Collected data

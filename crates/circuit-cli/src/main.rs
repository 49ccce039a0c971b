mod cli;

use anyhow::{Context, Result};
use circuit_core::model::Circuit;
use circuit_core::units::Volts;
use circuit_core::{facade, tree::Expr};
use clap::Parser;
use cli::{Cli, Commands};
use std::fs;
use std::path::Path;
use tracing::{error, info};
use tracing_subscriber::FmtSubscriber;

fn load_circuit(path: &Path) -> Result<Circuit> {
    let raw = fs::read_to_string(path)
        .with_context(|| format!("reading circuit file {}", path.display()))?;
    let mut circuit: Circuit =
        serde_json::from_str(&raw).with_context(|| format!("parsing {}", path.display()))?;
    facade::assign_labels(&mut circuit).context("assigning component labels")?;
    Ok(circuit)
}

fn print_tree(expr: &Expr, depth: usize) {
    let pad = "  ".repeat(depth);
    match expr {
        Expr::Atom(a) => println!("{pad}{}", a.name().unwrap_or("?")),
        Expr::Series(children) => {
            println!("{pad}series");
            for child in children {
                print_tree(child, depth + 1);
            }
        }
        Expr::Parallel(branches) => {
            println!("{pad}parallel");
            for branch in branches {
                print_tree(branch, depth + 1);
            }
        }
    }
}

fn main() -> Result<()> {
    let cli = Cli::parse();

    let subscriber = FmtSubscriber::builder()
        .with_max_level(cli.log_level)
        .finish();
    tracing::subscriber::set_global_default(subscriber)
        .expect("setting default subscriber failed");

    match &cli.command {
        Commands::Canonicalize { file } => {
            let circuit = load_circuit(file)?;
            info!("canonicalizing {}", file.display());
            match facade::canonicalize(&circuit) {
                Ok(graph) => {
                    println!("super-nodes: {}", graph.num_super_nodes);
                    println!("terminals: + = n{}, - = n{}", graph.terminal_plus, graph.terminal_minus);
                    for edge in &graph.edges {
                        println!("  n{} -- n{}: {:?}", edge.n1, edge.n2, edge.kind);
                    }
                }
                Err(err) => {
                    error!("canonicalization failed: {err}");
                    return Err(err.into());
                }
            }
        }
        Commands::Reduce { file } => {
            let circuit = load_circuit(file)?;
            info!("reducing {}", file.display());
            match facade::reduce(&circuit) {
                Ok(tree) => print_tree(&tree, 0),
                Err(err) => {
                    error!("circuit is not series/parallel reducible: {err}");
                    return Err(err.into());
                }
            }
        }
        Commands::Solve { file, external_supply } => {
            let circuit = load_circuit(file)?;
            info!("solving {}", file.display());
            let supply = external_supply.map(Volts::new);
            match facade::solve(&circuit, supply) {
                Ok(report) => {
                    for r in &report.resistors {
                        println!(
                            "{}: {} -> V = {}, I = {}",
                            r.name.as_deref().unwrap_or("?"),
                            r.ohms,
                            r.voltage,
                            r.current,
                        );
                    }
                }
                Err(err) => {
                    error!("solve failed: {err}");
                    return Err(err.into());
                }
            }
        }
    }

    Ok(())
}
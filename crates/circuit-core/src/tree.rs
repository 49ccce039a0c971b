//! The series/parallel tree: the canonical form produced by [`crate::reduce`].
//!
//! A tree is oriented `+` → `−`. Wires never appear in it (they are
//! contracted away during canonicalization). Flattening is enforced by the
//! smart constructors [`series`] and [`parallel`]: a series directly inside a
//! series is merged into its parent, and a single-child series or parallel
//! collapses to that child.

use crate::ids::{EdgeId, GeneratedName};
use crate::units::{Amps, Ohms, Volts};
use serde::{Deserialize, Serialize};

/// A leaf component in the tree.
#[derive(Debug, Clone, PartialEq, Serialize, Deserialize)]
pub enum Atom {
    Resistor {
        id: EdgeId,
        ohms: Ohms,
        name: Option<String>,
        generated: bool,
    },
    Ammeter {
        id: EdgeId,
        name: Option<String>,
    },
    VSource {
        id: EdgeId,
        volts: Volts,
        name: Option<String>,
    },
    ISource {
        id: EdgeId,
        amps: Amps,
        name: Option<String>,
    },
}

impl Atom {
    pub fn id(&self) -> EdgeId {
        match self {
            Atom::Resistor { id, .. }
            | Atom::Ammeter { id, .. }
            | Atom::VSource { id, .. }
            | Atom::ISource { id, .. } => *id,
        }
    }

    pub fn name(&self) -> Option<&str> {
        match self {
            Atom::Resistor { name, .. }
            | Atom::Ammeter { name, .. }
            | Atom::VSource { name, .. }
            | Atom::ISource { name, .. } => name.as_deref(),
        }
    }

    /// A generated equivalent resistor, named `level.counter` and marked so
    /// labels/values can be hidden by default.
    pub fn generated_resistor(id: EdgeId, ohms: Ohms, name: GeneratedName) -> Self {
        Atom::Resistor {
            id,
            ohms,
            name: Some(name.to_string()),
            generated: true,
        }
    }

    /// Flip orientation: sources negate, resistors/ammeters are unchanged.
    pub fn reversed(&self) -> Self {
        match self {
            Atom::VSource { id, volts, name } => Atom::VSource {
                id: *id,
                volts: -*volts,
                name: name.clone(),
            },
            Atom::ISource { id, amps, name } => Atom::ISource {
                id: *id,
                amps: -*amps,
                name: name.clone(),
            },
            other => other.clone(),
        }
    }
}

/// A series/parallel tree expression, oriented `+` → `−`.
#[derive(Debug, Clone, PartialEq, Serialize, Deserialize)]
pub enum Expr {
    Atom(Atom),
    /// Ordered sequence of child expressions.
    Series(Vec<Expr>),
    /// Set of `>= 2` ordered branch expressions.
    Parallel(Vec<Expr>),
}

impl Expr {
    /// Flip orientation: series children reverse in order (each reversed
    /// individually), parallel children are each reversed individually but
    /// keep their relative order.
    pub fn reversed(&self) -> Expr {
        match self {
            Expr::Atom(a) => Expr::Atom(a.reversed()),
            Expr::Series(children) => {
                Expr::Series(children.iter().rev().map(Expr::reversed).collect())
            }
            Expr::Parallel(branches) => {
                Expr::Parallel(branches.iter().map(Expr::reversed).collect())
            }
        }
    }
}

/// Build a series expression, flattening a series-inside-series and
/// collapsing a single-child series to its child.
pub fn series(children: Vec<Expr>) -> Expr {
    let mut flat = Vec::with_capacity(children.len());
    for child in children {
        match child {
            Expr::Series(inner) => flat.extend(inner),
            other => flat.push(other),
        }
    }
    if flat.len() == 1 {
        flat.into_iter().next().unwrap()
    } else {
        Expr::Series(flat)
    }
}

/// Build a parallel expression, collapsing a single-branch parallel to its
/// branch. Branches are not flattened into a parent parallel; only nested
/// series gets flattened.
pub fn parallel(branches: Vec<Expr>) -> Expr {
    if branches.len() == 1 {
        branches.into_iter().next().unwrap()
    } else {
        Expr::Parallel(branches)
    }
}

→ **INSTRUCTIONS TO FOLLOW**:
The answer must hold exactly the lines of the entries above, from the first line through the line that contains "fn main() ->", and no others.

→ **RESULT FOR THIS EXERCISE**:
filename crates/circuit-cli/src/main.rs
repository 49ccce039a0c971b
mod cli;

use anyhow::{Context, Result};
use circuit_core::model::Circuit;
use circuit_core::units::Volts;
use circuit_core::{facade, tree::Expr};
use clap::Parser;
use cli::{Cli, Commands};
use std::fs;
use std::path::Path;
use tracing::{error, info};
use tracing_subscriber::FmtSubscriber;

fn load_circuit(path: &Path) -> Result<Circuit> {
    let raw = fs::read_to_string(path)
        .with_context(|| format!("reading circuit file {}", path.display()))?;
    let mut circuit: Circuit =
        serde_json::from_str(&raw).with_context(|| format!("parsing {}", path.display()))?;
    facade::assign_labels(&mut circuit).context("assigning component labels")?;
    Ok(circuit)
}

fn print_tree(expr: &Expr, depth: usize) {
    let pad = "  ".repeat(depth);
    match expr {
        Expr::Atom(a) => println!("{pad}{}", a.name().unwrap_or("?")),
        Expr::Series(children) => {
            println!("{pad}series");
            for child in children {
                print_tree(child, depth + 1);
            }
        }
        Expr::Parallel(branches) => {
            println!("{pad}parallel");
            for branch in branches {
                print_tree(branch, depth + 1);
            }
        }
    }
}

fn main() -> Result<()> {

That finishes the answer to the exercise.